Balance and fall prevention is the main concern with shoe gear in the elderly.  As women age, it becomes more important to wear shoes with a heel no more than 1.5 inches high, a wider heel for more support, as many straps across the foot as possible, and a back to the heel.  A wedge-type shoe is always preferable for any age but especially in the elderly to better distribute pressure throughout the entire foot.  There are several brands of shoes that have a relatively low heel, a wider toe box and a platform sole that also accommodate orthotic inserts which is ideal for patients with foot deformities or balance issues.  Given that over 80% of elderly women have some form of foot deformity, this type of shoe clearly benefits most women.


The risk of high heels include fall, ankle sprain, ankle fracture, neuroma, bunions, hammertoes, metatarsalgia (ball of foot pain), blisters, corns, and calluses.  Several studies have also documented an increased load through the knee which can lead to increased incidence of knee osteoarthritis.  High heeled shoes also shift the center of gravity forward in the body which can lead to low back pain.  One study examined the effect on the Achilles tendon and found that long-term use of high-heeled shoes induces shortening of the calf muscle and increases Achilles tendon stiffness, reducing the ankle’s active range of motion (4).  When the Achilles tendon shortens over time then women actually have more pain in flat shoes and find themselves limited exclusively to heeled shoes for comfort.  A tight Achilles tendon can also cause plantar fasciitis which is very painful and can become chronic if not properly treated.

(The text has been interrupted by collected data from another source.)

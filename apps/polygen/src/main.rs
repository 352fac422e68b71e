//! Policy generator daemon: reads aggregated usage from the shared KV
//! store each tick, compares it against the configured limits, and
//! broadcasts violations and per-edge bandwidth shares to every
//! connected edge.

mod broadcast;
mod config;
mod error;
mod policy;
mod reload;
mod usage;

use crate::broadcast::Broadcaster;
use crate::config::PolygenConfig;
use crate::error::PolygenError;
use crate::policy::PolicyEngine;
use redis::aio::MultiplexedConnection;
use std::path::Path;
use std::sync::atomic::{AtomicBool, Ordering};
use std::sync::Arc;
use std::time::{Duration, SystemTime, UNIX_EPOCH};
use tokio::net::TcpListener;
use tokio_util::sync::CancellationToken;
use tracing_subscriber::EnvFilter;
use weir_model::LimitsTable;
use weir_proto::{frame_limit_share, frame_policies};

fn main() {
	std::process::exit(run());
}

fn run() -> i32 {
	let Some(path) = std::env::args().nth(1) else {
		eprintln!("usage: weir-polygen <config.yaml>");
		return 22;
	};
	let cfg = match PolygenConfig::load(Path::new(&path)) {
		Ok(cfg) => cfg,
		Err(err) => {
			eprintln!("{err}");
			return err.exit_code();
		}
	};
	init_tracing(&cfg);
	match serve(cfg) {
		Ok(()) => 0,
		Err(err) => {
			tracing::error!(%err, "policy generator failed");
			err.exit_code()
		}
	}
}

#[tokio::main]
async fn serve(cfg: PolygenConfig) -> Result<(), PolygenError> {
	let redis_url = cfg.redis_url()?;
	let client = redis::Client::open(redis_url.as_str())?;

	let mut limits = load_limits(&cfg);
	let reload_armed = Arc::new(AtomicBool::new(false));
	let cancel = CancellationToken::new();
	let _reload_task = reload::spawn_reload_listener(cfg.reload_fifo_path(), Arc::clone(&reload_armed), cancel.clone())?;

	let listener = TcpListener::bind(("0.0.0.0", cfg.port)).await.map_err(PolygenError::Socket)?;
	let broadcaster = Broadcaster::new();
	broadcaster.spawn_listener(listener, cancel.clone());
	tracing::info!(port = cfg.port, zone = %cfg.zone, endpoint = %cfg.endpoint, "policy generator running");

	let mut engine = PolicyEngine::new();
	let mut conn: Option<MultiplexedConnection> = None;
	let mut ticker = tokio::time::interval(Duration::from_millis(cfg.tick_msec.max(1)));
	ticker.set_missed_tick_behavior(tokio::time::MissedTickBehavior::Delay);

	loop {
		tokio::select! {
			_ = tokio::signal::ctrl_c() => break,
			_ = ticker.tick() => {}
		}

		if reload_armed.swap(false, Ordering::AcqRel) {
			match LimitsTable::load(&cfg.limits_path()) {
				Ok(table) => {
					tracing::info!(path = %cfg.limits_path().display(), "limits reloaded");
					limits = table;
				}
				Err(err) => tracing::warn!(%err, "limits reload failed, keeping previous table"),
			}
		}

		tick(&client, &mut conn, &mut engine, &limits, &cfg, &broadcaster).await;
	}

	tracing::info!("shutting down");
	cancel.cancel();
	Ok(())
}

/// One control-loop tick. Every failure path just skips the tick;
/// state is rebuilt from the store next time.
async fn tick(
	client: &redis::Client,
	conn: &mut Option<MultiplexedConnection>,
	engine: &mut PolicyEngine,
	limits: &LimitsTable,
	cfg: &PolygenConfig,
	broadcaster: &Broadcaster,
) {
	if conn.is_none() {
		match client.get_multiplexed_tokio_connection().await {
			Ok(fresh) => *conn = Some(fresh),
			Err(err) => {
				tracing::warn!(%err, "redis connect failed, skipping tick");
				return;
			}
		}
	}
	let Some(active_conn) = conn.as_mut() else {
		return;
	};
	let snapshot = match usage::scan(active_conn, &cfg.endpoint).await {
		Ok(snapshot) => snapshot,
		Err(err) => {
			tracing::warn!(%err, "usage scan failed, skipping tick");
			*conn = None;
			return;
		}
	};

	let out = engine.compute(&snapshot, limits, cfg, now_us());
	if let Some(block) = frame_policies(&out.policies) {
		broadcaster.broadcast(&Arc::from(block.as_str()));
	}
	if let Some(block) = frame_limit_share(&out.shares) {
		broadcaster.broadcast(&Arc::from(block.as_str()));
	}
}

fn load_limits(cfg: &PolygenConfig) -> LimitsTable {
	match LimitsTable::load(&cfg.limits_path()) {
		Ok(table) => table,
		Err(err) => {
			tracing::warn!(%err, path = %cfg.limits_path().display(), "limits file unavailable, starting with an empty table");
			LimitsTable::default()
		}
	}
}

fn now_us() -> u64 {
	SystemTime::now()
		.duration_since(UNIX_EPOCH)
		.map(|d| u64::try_from(d.as_micros()).unwrap_or(u64::MAX))
		.unwrap_or_default()
}

fn init_tracing(cfg: &PolygenConfig) {
	let filter = EnvFilter::try_from_default_env().unwrap_or_else(|_| EnvFilter::new(cfg.log_level.clone()));
	tracing_subscriber::fmt().with_env_filter(filter).init();
}
use thiserror::Error;

#[derive(Error, Debug)]
pub enum ProtoError {
	#[error("unknown event type: {0:?}")]
	UnknownEvent(String),
	#[error("{event}: expected {expected} fields, got {got}")]
	FieldCount { event: &'static str, expected: usize, got: usize },
	#[error("{event}: field {field:?} is not an integer: {value:?}")]
	BadInt {
		event: &'static str,
		field: &'static str,
		value: String,
	},
	#[error("non-printable user key: {0:?}")]
	BadUserKey(String),
	#[error(transparent)]
	Model(#[from] weir_model::ModelError),
	#[error("malformed policy record: {0:?}")]
	BadPolicyRecord(String),
}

It is obvious that women will continue to wear high heeled shoes, even against the advice of medical professionals as they have done for hundreds of years.  In order to best avoid long-term complications of heel wear, it is best to limit time in heels to 2-3 hours at a time, limit heel height to less than 2 inches and wear heels only for special occasions.  Heels with material in the arch and around the heel provide more support.  For women who must wear heels for work then it is best to wear a walking shoe for commuting.  Daily stretching for the calf and Achilles will limit the amount of Achilles shortening over time and help prevent foot pain.



1 Smith EO, Helms WS.  Natural Selection and High Heels.  Foot & Ankle Int.  1999:  55-57.
2 Blitz NM, Yu JH.  Freiberg’s infraction in Identical Twins: A Case Report.  Foot & Ankle Surgery. 44 (3); 2005:  218-221.
3 Dawson J, Thorogood M, et al.  The prevalence of foot problems in older women: a cause for concern.  J Public Health Med. 24 (2); 2002:  77-84.
4 Csapo R, Maganaris CN, Seynnes OR, Narici MV. On muscle, tendon and high heels. J Exp Biol. 2010;213:2582-2588. doi:10.1242/jeb.044271.